Theoretical study of the synthesis of superheavy nuclei with Z= 119 and 120 in heavy-ion reactions with trans-uranium targets

TL;DR

This study uses a new di-nuclear system model to analyze hot fusion reactions for synthesizing superheavy nuclei with Z=119 and 120, predicting evaporation residue cross sections that align with experimental data and exploring optimal reaction conditions.

Contribution

The paper introduces the DNS-DyPES model for predicting superheavy element synthesis, providing detailed cross section calculations for various projectile-target combinations.

Findings

Maximal ER cross section for 50Ti+249Bk is about 0.11 pb.

ER cross sections increase with mass asymmetry for Z=120 production.
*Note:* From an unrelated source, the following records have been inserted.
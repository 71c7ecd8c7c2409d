//! The capability contract every container is reached through.
//!
//! A [`Record`] only has to answer indexed lookups. Records that can also list their
//! indices are *discrete* and report a [`Shape`]: keyed (mapping-like) or positional
//! (sequence-like). Text can be indexed by position but is deliberately shapeless, so
//! walking or merging never descends into single characters.
//!
//! Implementations are provided for [`Value`], slices and vectors of values, the
//! standard and insertion-ordered maps keyed by [`Key`], text, and `serde_json::Value`.
//! Callers wrap anything else in a small shim implementing [`Record`].

use std::collections::{BTreeMap, HashMap};
use std::hash::BuildHasher;

use indexmap::IndexMap;

use crate::error::Miss;
use crate::value::{Key, Value};

#[derive(Debug, Clone, Copy, PartialEq, Eq, Hash)]
pub enum Shape {
    Keyed,
    Positional,
}

pub trait Record {
    /// Looks up a single index.
    fn fetch(&self, index: &Value) -> Result<Value, Miss>;

    /// `None` for records that can only be indexed.
    fn shape(&self) -> Option<Shape> {
        None
    }
    fn indices(&self) -> Vec<Key> {
        Vec::new()
    }
    fn size(&self) -> usize {
        self.indices().len()
    }
    fn is_discrete(&self) -> bool {
        self.shape().is_some()
    }
    fn pairs(&self) -> Vec<(Key, Value)> {
        self.indices()
            .into_iter()
            .filter_map(|key| {
                let element = self.fetch(&Value::from(key.clone())).ok()?;
                Some((key, element))
            })
            .collect()
    }
    /// The record itself as a dynamic value, for records that are plain values.
    ///
    /// Walks start from here when it is available, so a scalar root becomes a
    /// terminal and a container root is tracked by identity.
    fn as_value(&self) -> Option<Value> {
        None
    }
}

// Positions are plain non-negative integers; counting from the end is not supported
// so that every position a record answers is also one it enumerates.
fn position(index: &Value, len: usize) -> Result<usize, Miss> {
    match index {
        Value::Int(i) if *i >= 0 && (*i as u64) < len as u64 => Ok(*i as usize),
        Value::Int(_) => Err(Miss::Absent),
        other => Err(Miss::Mismatch(format!(
            "positions must be integers, not {}",
            other.type_name()
        ))),
    }
}

fn positions(len: usize) -> Vec<Key> {
    (0..len).map(Key::from).collect()
}

// ------------- Positional -------------
impl Record for [Value] {
    fn fetch(&self, index: &Value) -> Result<Value, Miss> {
        position(index, self.len()).map(|i| self[i].clone())
    }
    fn shape(&self) -> Option<Shape> {
        Some(Shape::Positional)
    }
    fn indices(&self) -> Vec<Key> {
        positions(self.len())
    }
    fn size(&self) -> usize {
        self.len()
    }
    fn pairs(&self) -> Vec<(Key, Value)> {
        self.iter()
            .enumerate()
            .map(|(i, element)| (Key::from(i), element.clone()))
            .collect()
    }
}

impl Record for Vec<Value> {
    fn fetch(&self, index: &Value) -> Result<Value, Miss> {
        self.as_slice().fetch(index)
    }
    fn shape(&self) -> Option<Shape> {
        Some(Shape::Positional)
    }
    fn indices(&self) -> Vec<Key> {
        positions(self.len())
    }
    fn size(&self) -> usize {
        self.len()
    }
    fn pairs(&self) -> Vec<(Key, Value)> {
        self.as_slice().pairs()
    }
}

// ------------- Keyed -------------
macro_rules! keyed_record {
    ($map:ty $(, $param:ident : $bound:path)*) => {
        impl<$($param: $bound),*> Record for $map {
            fn fetch(&self, index: &Value) -> Result<Value, Miss> {
                let key = Key::try_from(index)?;
                self.get(&key).cloned().ok_or(Miss::Absent)
            }
            fn shape(&self) -> Option<Shape> {
                Some(Shape::Keyed)
            }
            fn indices(&self) -> Vec<Key> {
                self.keys().cloned().collect()
            }
            fn size(&self) -> usize {
                self.len()
            }
            fn pairs(&self) -> Vec<(Key, Value)> {
                self.iter().map(|(k, v)| (k.clone(), v.clone())).collect()
            }
        }
    };
}

keyed_record!(IndexMap<Key, Value, S>, S: BuildHasher);
keyed_record!(HashMap<Key, Value, S>, S: BuildHasher);
keyed_record!(BTreeMap<Key, Value>);

// ------------- Text -------------
impl Record for str {
    fn fetch(&self, index: &Value) -> Result<Value, Miss> {
        let i = position(index, self.chars().count())?;
        self.chars()
            .nth(i)
            .map(|c| Value::Text(c.to_string()))
            .ok_or(Miss::Absent)
    }
    fn as_value(&self) -> Option<Value> {
        Some(Value::Text(self.to_owned()))
    }
}

impl Record for String {
    fn fetch(&self, index: &Value) -> Result<Value, Miss> {
        self.as_str().fetch(index)
    }
    fn as_value(&self) -> Option<Value> {
        Some(Value::Text(self.clone()))
    }
}

// ------------- Dynamic -------------
impl Record for Value {
    fn fetch(&self, index: &Value) -> Result<Value, Miss> {
        match self {
            Value::Seq(items) => Record::fetch(items.as_slice(), index),
            Value::Map(map) => Record::fetch(&**map, index),
            Value::Text(text) => text.as_str().fetch(index),
            Value::Shared(_) => match self.resolved() {
                Value::Shared(_) => Err(Miss::Mismatch("shared slot refers only to itself".into())),
                inner => inner.fetch(index),
            },
            other => Err(Miss::Mismatch(format!("{} is not itemized", other.type_name()))),
        }
    }
    fn shape(&self) -> Option<Shape> {
        match self.resolved() {
            Value::Seq(_) => Some(Shape::Positional),
            Value::Map(_) => Some(Shape::Keyed),
            _ => None,
        }
    }
    fn indices(&self) -> Vec<Key> {
        match self.resolved() {
            Value::Seq(items) => positions(items.len()),
            Value::Map(map) => Record::indices(&*map),
            _ => Vec::new(),
        }
    }
    fn size(&self) -> usize {
        match self.resolved() {
            Value::Seq(items) => items.len(),
            Value::Map(map) => map.len(),
            _ => 0,
        }
    }
    fn pairs(&self) -> Vec<(Key, Value)> {
        match self.resolved() {
            Value::Seq(items) => Record::pairs(items.as_slice()),
            Value::Map(map) => Record::pairs(&*map),
            _ => Vec::new(),
        }
    }
    fn as_value(&self) -> Option<Value> {
        Some(self.clone())
    }
}

impl Record for serde_json::Value {
    fn fetch(&self, index: &Value) -> Result<Value, Miss> {
        match self {
            serde_json::Value::Array(items) => {
                position(index, items.len()).map(|i| Value::from(&items[i]))
            }
            serde_json::Value::Object(map) => match index {
                Value::Text(name) => map.get(name).map(Value::from).ok_or(Miss::Absent),
                // objects only hold text keys, anything else hashable is just absent
                other => Key::try_from(other).and(Err(Miss::Absent)),
            },
            serde_json::Value::String(text) => text.as_str().fetch(index),
            other => Err(Miss::Mismatch(format!("json {} is not itemized", json_type(other)))),
        }
    }
    fn shape(&self) -> Option<Shape> {
        match self {
            serde_json::Value::Array(_) => Some(Shape::Positional),
            serde_json::Value::Object(_) => Some(Shape::Keyed),
            _ => None,
        }
    }
    fn indices(&self) -> Vec<Key> {
        match self {
            serde_json::Value::Array(items) => positions(items.len()),
            serde_json::Value::Object(map) => map.keys().map(|k| Key::Text(k.clone())).collect(),
            _ => Vec::new(),
        }
    }
    // containers are walked through their pairs, scalars are terminals
    fn as_value(&self) -> Option<Value> {
        match self {
            serde_json::Value::Array(_) | serde_json::Value::Object(_) => None,
            scalar => Some(Value::from(scalar)),
        }
    }
}

fn json_type(json: &serde_json::Value) -> &'static str {
    match json {
        serde_json::Value::Null => "null",
        serde_json::Value::Bool(_) => "bool",
        serde_json::Value::Number(_) => "number",
        serde_json::Value::String(_) => "string",
        serde_json::Value::Array(_) => "array",
        serde_json::Value::Object(_) => "object",
    }
}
Small ER cross sections for 58Fe+244Pu and 54Cr+248Cm, larger for 50Ti+249Cf and 50Ti+251Cf.

Abstract

By using a newly developed di-nuclear system model with a dynamical potential energy surface---the DNS-DyPES model, hot fusion reactions for synthesizing superheavy nuclei (SHN) with the charge number Z = 112-120 are studied. The calculated evaporation residue cross sections are in good agreement with available data. In the reaction 50Ti+249Bk -> (299-x)119 + xn, the maximal evaporation residue (ER) cross section is found to be about 0.11 pb for the 4n-emission channel. For projectile-target combinations producing SHN with Z=120, the ER cross section increases with the mass asymmetry in the incident channel increasing. The maximal ER cross sections for 58Fe+244Pu and 54Cr + 248Cm are relatively small (less than 0.01 pb) and those for 50Ti+249Cf and 50Ti+251Cf are about 0.05 and 0.25 pb, respectively.